Teardown and disassembly of assembled car to salvage the sides.

This past week I pulled the cars from the back of the workbench and resolved to correct the mistake and move forward on the project again. The sides turned out well and I didn’t want to throw the entire project out and re do that effort, so the ends and roof were cut away and the corner trimwork removed with a razor blade. A few minor pieces such as the doors and aftermarket detail parts for the electrical plugs were removed from the original ends and salvaged for reuse. New, wider versions of the ends were fabricated and reassembly of the cars is now well on its way.

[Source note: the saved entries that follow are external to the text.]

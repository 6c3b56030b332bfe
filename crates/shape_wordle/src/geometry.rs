//! Geometry kernel shared by the distance-field preprocessor and the placement engine.
//!
//! All functions are pure and operate on [`Vec2`] points in raster space. Intersection
//! tests are inclusive: touching segments and touching polygons count as intersecting.
use glam::Vec2;

/// Four corners of a (possibly rotated) rectangle, in winding order.
pub type Quad = [Vec2; 4];

/// Length of a 2D vector.
#[inline]
pub fn norm(v: Vec2) -> f32 {
    v.length()
}

/// Computes `(a - c) × (b - c)`.
#[inline]
pub fn cross(a: Vec2, b: Vec2, c: Vec2) -> f32 {
    (a - c).perp_dot(b - c)
}

/// Euclidean distance between two points.
#[inline]
pub fn distance(u: Vec2, v: Vec2) -> f32 {
    u.distance(v)
}

/// Returns `true` if segment `a`-`b` intersects segment `c`-`d`.
///
/// Bounding boxes are rejected first, then both straddle tests are evaluated with
/// [`cross`]. Colinear or touching segments whose boxes overlap are reported as
/// intersecting.
pub fn segments_intersect(a: Vec2, b: Vec2, c: Vec2, d: Vec2) -> bool {
    !(a.x.max(b.x) < c.x.min(d.x)
        || a.y.max(b.y) < c.y.min(d.y)
        || c.x.max(d.x) < a.x.min(b.x)
        || c.y.max(d.y) < a.y.min(b.y)
        || cross(c, b, a) * cross(b, d, a) < 0.0
        || cross(a, d, c) * cross(d, b, c) < 0.0)
}

/// Returns `true` if segment `p1`-`p2` crosses any edge of the closed polygon `contour`.
pub fn crosses_boundary(contour: &[Vec2], p1: Vec2, p2: Vec2) -> bool {
    let n = contour.len();
    if n < 2 {
        return false;
    }
    (0..n).any(|i| segments_intersect(p1, p2, contour[i], contour[(i + 1) % n]))
}

/// Separating axis test for two convex polygons.
///
/// Projects both polygons onto the edge normals of each. Returns `false` only when one
/// axis strictly separates the projections; touching intervals intersect.
pub fn convex_polygons_intersect(a: &[Vec2], b: &[Vec2]) -> bool {
    if a.is_empty() || b.is_empty() {
        return false;
    }
    for polygon in [a, b] {
        let n = polygon.len();
        for j in 0..n {
            let p1 = polygon[j];
            let p2 = polygon[(j + 1) % n];
            let normal = Vec2::new(p2.y - p1.y, p1.x - p2.x);

            let (min_a, max_a) = project(a, normal);
            let (min_b, max_b) = project(b, normal);
            if max_a < min_b || max_b < min_a {
                return false;
            }
        }
    }
    true
}

fn project(polygon: &[Vec2], axis: Vec2) -> (f32, f32) {
    polygon
        .iter()
        .map(|p| axis.dot(*p))
        .fold((f32::INFINITY, f32::NEG_INFINITY), |(lo, hi), v| {
            (lo.min(v), hi.max(v))
        })
}

/// Rotates `p` around `center` by `angle` radians.
#[inline]
pub fn rotate_about(p: Vec2, center: Vec2, angle: f32) -> Vec2 {
    center + Vec2::from_angle(angle).rotate(p - center)
}

/// Rotates every corner of `quad` around `center`; a zero angle returns the quad unchanged.
pub fn rotate_quad(quad: Quad, center: Vec2, angle: f32) -> Quad {
    if angle == 0.0 {
        return quad;
    }
    quad.map(|p| rotate_about(p, center, angle))
}

/// Axis-aligned rectangle from its top-left corner and full size.
pub fn rect(origin: Vec2, size: Vec2) -> Quad {
    [
        origin,
        Vec2::new(origin.x + size.x, origin.y),
        origin + size,
        Vec2::new(origin.x, origin.y + size.y),
    ]
}

/// Rounds `value` to `digits` decimal places, halves away from zero.
#[inline]
pub fn round_to(value: f32, digits: i32) -> f32 {
    let pow = 10f32.powi(digits);
    (value * pow).round() / pow
}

Old (left) and replacement (right) car ends.

New underframes will have to be scratchbuilt next, and then hopefully I can continue with fabricating the roof vents and other details for the generator, which I had started but put aside when it became obvious I didn’t want to continue with the original bodies.

Scrapped steam generator components.

More to come hopefully, now that this project is rolling again…

2 thoughts on “Steam Generators: One step back, one step forward

  1. This reminds me of a scratchbuild project I thought you may have done before. Have you ever built a bulkhead flat car? I would like to try that project as I want to take advantage of your wrapped lumber load project. I am starting to crate wrapped loads for some flat cars I have but I don’t have any bulkhead cars. Any help would be appreciated.

    • I did do a kitbash of a CP flatcar with unique wrap-around bulkheads, but this was a sort of rare car:

      http://vanderheide.ca/blog/2015/01/24/cp-305513-bulkhead-flatcar-kitbash/
      http://vanderheide.ca/blog/2015/01/28/cp-305513-lettering-completed/

      Walthers makes a 52’8″ square-bulkhead flatcar that is accurate for a Hawker Siddeley built car that CN, Duluth, Winnipeg & Pacific, Algoma Central, and British Columbia Railway rostered. This is a good choice if you’re modeling traffic from any of these roads. Sadly, Canadian Pacific did not buy any of these cars, and their smaller bulkhead cars (with angled bulkhead bracing) were 51’6″ cars that were sorta unique to CP. These would need to be heavily kitbashed. The larger 66’6″ bulkhead flatcars that most of the Canadian railways had is sadly also not produced in any scale, and would have to be scratchbuilt or kitbashed as well.

      The old Athearn (former MDC/Roundhouse) bulkhead flatcar is a (crude by today’s standards) model of a 60′ Thrall Car and the Atlas bulkhead car is a modern (~2000+) 66′ Trenton Works car. Both of these would be stand ins for anything else.